- Opening Delimiter -

use chrono::{Local, NaiveDate};
use shared::date::{format_long, DateChange, DateInputState, AUTO_PARSE_AFTER, WEEKDAY_LABELS};
use web_sys::{HtmlInputElement, KeyboardEvent};
use yew::prelude::*;

pub fn today() -> NaiveDate {
    Local::now().date_naive()
}

#[derive(Properties, Clone, PartialEq)]
pub struct DatePickerProps {
    /// ISO `YYYY-MM-DD`, or `None` when empty.
    pub value: Option<AttrValue>,
    /// Receives the new ISO value, or `None` when cleared.
    pub on_change: Callback<Option<String>>,
    #[prop_or(AttrValue::from("MM/DD/YYYY"))]
    pub placeholder: AttrValue,
    #[prop_or(AUTO_PARSE_AFTER)]
    pub auto_parse_after: usize,
    #[prop_or_default]
    pub id: Option<AttrValue>,
}

#[function_component(DatePicker)]
pub fn date_picker(props: &DatePickerProps) -> Html {
    let state = {
        let value = props.value.clone();
        let threshold = props.auto_parse_after;
        use_state(move || {
            DateInputState::new(value.as_deref(), today()).with_auto_parse_after(threshold)
        })
    };

    // Follow the owner when the value changes from outside.
    {
        let state = state.clone();
        use_effect_with(props.value.clone(), move |value| {
            let mut next = (*state).clone();
            next.sync(value.as_deref());
            if next != *state {
                state.set(next);
            }
            || ()
        });
    }

    let apply = {
        let state = state.clone();
        let on_change = props.on_change.clone();
        move |next: DateInputState, change: Option<DateChange>| {
            match change {
                Some(DateChange::Selected(iso)) => on_change.emit(Some(iso)),
                Some(DateChange::Cleared) => on_change.emit(None),
                None => {}
            }
            state.set(next);
        }
    };

    let on_input = {
        let state = state.clone();
        let apply = apply.clone();
        Callback::from(move |e: InputEvent| {
            let input: HtmlInputElement = e.target_unchecked_into();
            let mut next = (*state).clone();
            let change = next.input(&input.value());
            apply(next, change);
        })
    };

    let on_blur = {
        let state = state.clone();
        let apply = apply.clone();
        Callback::from(move |_: FocusEvent| {
            let mut next = (*state).clone();
            let change = next.submit();
            apply(next, change);
        })
    };

    let on_keydown = {
        let state = state.clone();
        let apply = apply.clone();
        Callback::from(move |e: KeyboardEvent| {
            if e.key() == "Enter" {
                e.prevent_default();
                let mut next = (*state).clone();
                let change = next.submit();
                apply(next, change);
            } else if e.key() == "Escape" {
                let mut next = (*state).clone();
                next.close();
                state.set(next);
            }
        })
    };

    let on_toggle = {
        let state = state.clone();
        Callback::from(move |_: MouseEvent| {
            let mut next = (*state).clone();
            next.toggle_open();
            state.set(next);
        })
    };

    let on_clear = {
        let state = state.clone();
        let apply = apply.clone();
        Callback::from(move |_: MouseEvent| {
            let mut next = (*state).clone();
            let change = next.clear();
            apply(next, Some(change));
        })
    };

    let step = |forward: bool| {
        let state = state.clone();
        Callback::from(move |_: MouseEvent| {
            let mut next = (*state).clone();
            if forward {
                next.next_month();
            } else {
                next.previous_month();
            }
            state.set(next);
        })
    };

    let calendar = if state.is_open() {
        let today = today();
        html! {
            <div class="absolute z-40 mt-1 w-72 bg-white border border-gray-200 rounded-md shadow-lg p-3">
                <div class="flex items-center justify-between mb-2">
                    <button type="button" onclick={step(false)} class="px-2 text-gray-600 hover:text-gray-900" aria-label="Previous month">{"‹"}</button>
                    <span class="text-sm font-medium">{state.view().label()}</span>
                    <button type="button" onclick={step(true)} class="px-2 text-gray-600 hover:text-gray-900" aria-label="Next month">{"›"}</button>
                </div>
                <div class="grid grid-cols-7 text-center text-xs text-gray-500 mb-1">
                    {WEEKDAY_LABELS.iter().map(|d| html! { <span>{*d}</span> }).collect::<Html>()}
                </div>
                <div class="grid grid-cols-7 gap-1 text-center text-sm">
                    {state.cells(today).into_iter().map(|cell| {
                        let on_pick = {
                            let state = state.clone();
                            let apply = apply.clone();
                            let date = cell.date;
                            Callback::from(move |_: MouseEvent| {
                                let mut next = (*state).clone();
                                let change = next.select(date);
                                apply(next, Some(change));
                            })
                        };
                        html! {
                            <button
                                type="button"
                                key={cell.date.to_string()}
                                onclick={on_pick}
                                title={format_long(cell.date)}
                                class={classes!(
                                    "rounded", "py-1",
                                    if cell.is_selected {
                                        classes!("bg-blue-600", "text-white")
                                    } else if cell.is_today {
                                        classes!("border", "border-blue-500", "text-blue-700")
                                    } else if cell.in_month {
                                        classes!("text-gray-900", "hover:bg-gray-100")
                                    } else {
                                        classes!("text-gray-400", "hover:bg-gray-100")
                                    }
                                )}
                            >
                                {cell.day()}
                            </button>
                        }
                    }).collect::<Html>()}
                </div>
            </div>
        }
    } else {
        html! {}
    };

    html! {
        <div class="relative">
            <div class="flex">
                <input
                    type="text"
                    id={props.id.clone()}
                    value={state.text().to_string()}
                    oninput={on_input}
                    onblur={on_blur}
                    onkeydown={on_keydown}
                    placeholder={props.placeholder.clone()}
                    class="flex-1 px-3 py-2 border border-gray-300 rounded-l-md text-sm focus:outline-none focus:ring-2 focus:ring-blue-500"
                />
                if state.value().is_some() {
                    <button type="button" onclick={on_clear} class="px-2 border-t border-b border-gray-300 text-gray-500 hover:text-gray-800" aria-label="Clear date">
                        {"×"}
                    </button>
                }
                <button type="button" onclick={on_toggle} class="px-3 border border-gray-300 rounded-r-md bg-gray-50 text-sm" aria-label="Open calendar">
                    {"📅"}
                </button>
            </div>
            {calendar}
        </div>
    }
}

- Closing Delimiter -

Exactly one number is the expected answer: the count of lines in the entries where the word "span" is found.

#### Task solution:
2